Neural network course project: Adoption Prediction (from Kaggle)

Motivation

Published in

U Tartu Projects

8 min readMay 28, 2019

There are millions of stray animals (mostly dogs and cats) who live in shelters. If they find their new home it will save their lives. The goal of this project is to predict how fast a new animal will be adopted.

Dataset description

There are a database of stray animals from Petfinder.my.
Training dataset consist of 14993 profiles and gives us an important information about a stray pet, like its age, gender, colour, size, whether it is vaccinated and sterilised or not. Besides that some pets have photos and text description (like “Good guard dog, very alert, active..’’).
The task is to predict the adoption speed. There are five possible values of the adoption speed:

Pet was adopted on the same day as it was listed.
Pet was adopted between 1 and 7 days after being listed.
Pet was adopted between 8 and 30 days after being listed.
Pet was adopted between 31 and 90 days after being listed.
No adoption after 100 days of being listed.
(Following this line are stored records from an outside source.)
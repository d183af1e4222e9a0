use anyhow::Result;
use clap::{Parser, Subcommand};
use std::path::PathBuf;
use tracing_subscriber::{layer::SubscriberExt, util::SubscriberInitExt};

mod commands;

#[derive(Parser)]
#[command(
    name = "schemagate",
    version,
    about = "Structured-data (JSON-LD) generation and canonical linking service",
    long_about = None
)]
struct Cli {
    #[command(subcommand)]
    command: Commands,

    /// Enable verbose logging
    #[arg(short, long, global = true)]
    verbose: bool,

    /// Log format (text, json)
    #[arg(long, global = true, default_value = "text")]
    log_format: String,
}

#[derive(Subcommand)]
enum Commands {
    /// Serve schema endpoints and the admin API
    Serve {
        /// Configuration file (TOML)
        #[arg(short, long)]
        config: Option<PathBuf>,

        /// Override the bind address
        #[arg(short, long)]
        bind: Option<String>,

        /// Entity keys (type/id) to refresh before serving
        #[arg(long = "warm", value_name = "KEY")]
        warm: Vec<String>,
    },

    /// Generate JSON-LD documents from an entities file
    Generate {
        /// JSON file with one entity or an array of entities
        #[arg(short, long)]
        input: PathBuf,

        /// Output directory (prints to stdout when omitted)
        #[arg(short, long)]
        output: Option<PathBuf>,

        /// Site origin used for canonical URLs
        #[arg(long, default_value = "https://example.com")]
        origin: String,

        /// Use the parallel endpoint layout
        #[arg(long, default_value = "false")]
        parallel: bool,
    },

    /// Validate entities without generating documents
    Validate {
        /// JSON file with one entity or an array of entities
        #[arg(short, long)]
        input: PathBuf,

        /// Site origin used to check explicit content URLs
        #[arg(long, default_value = "https://example.com")]
        origin: String,
    },
}

#[tokio::main]
async fn main() -> Result<()> {
    let cli = Cli::parse();

    // Initialize tracing/logging
    setup_tracing(&cli.log_format, cli.verbose)?;

    match cli.command {
        Commands::Serve { config, bind, warm } => {
            tracing::info!(config = ?config, bind = ?bind, "Starting serve command");
            commands::serve(commands::ServeParams { config, bind, warm }).await?;
        }

        Commands::Generate {
            input,
            output,
            origin,
            parallel,
        } => {
            tracing::info!(
                input = %input.display(),
                output = ?output,
                origin = %origin,
                "Starting generate command"
            );
            commands::generate(input, output, origin, parallel).await?;
        }

        Commands::Validate { input, origin } => {
            tracing::info!(input = %input.display(), "Starting validate command");
            commands::validate(input, origin)?;
        }
    }

    Ok(())
}

fn setup_tracing(format: &str, verbose: bool) -> Result<()> {
    let env_filter = tracing_subscriber::EnvFilter::try_from_default_env().unwrap_or_else(|_| {
        if verbose {
            tracing_subscriber::EnvFilter::new("schemagate=debug,tower_http=debug,info")
        } else {
            tracing_subscriber::EnvFilter::new("schemagate=info,warn")
        }
    });

    match format {
        "json" => {
            tracing_subscriber::registry()
                .with(env_filter)
                .with(tracing_subscriber::fmt::layer().json().with_writer(std::io::stderr))
                .init();
        }
        _ => {
            tracing_subscriber::registry()
                .with(env_filter)
                .with(tracing_subscriber::fmt::layer().with_writer(std::io::stderr))
                .init();
        }
    }

    Ok(())
}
Official test dataset consists of 3972 profiles. However, we have decided to split the training set into the training/validation (together 80% of data) and test sets (20% of data) to avoid numerical submission to Kaggle (also, the competition is already closed).

Data visualization

Some of our visualizations are presented on the following figures. In our notation, the plots are normalized in a sense that the values are normalized to the count of each group, meaning that the sum of heights of all bars is equal to one.

On figure 1, one can observe a general trends about adoption speed. In general, cats tend to be adopted faster than dogs, and the proportion of not adopted dogs is higher than the proportion of not adopted cats.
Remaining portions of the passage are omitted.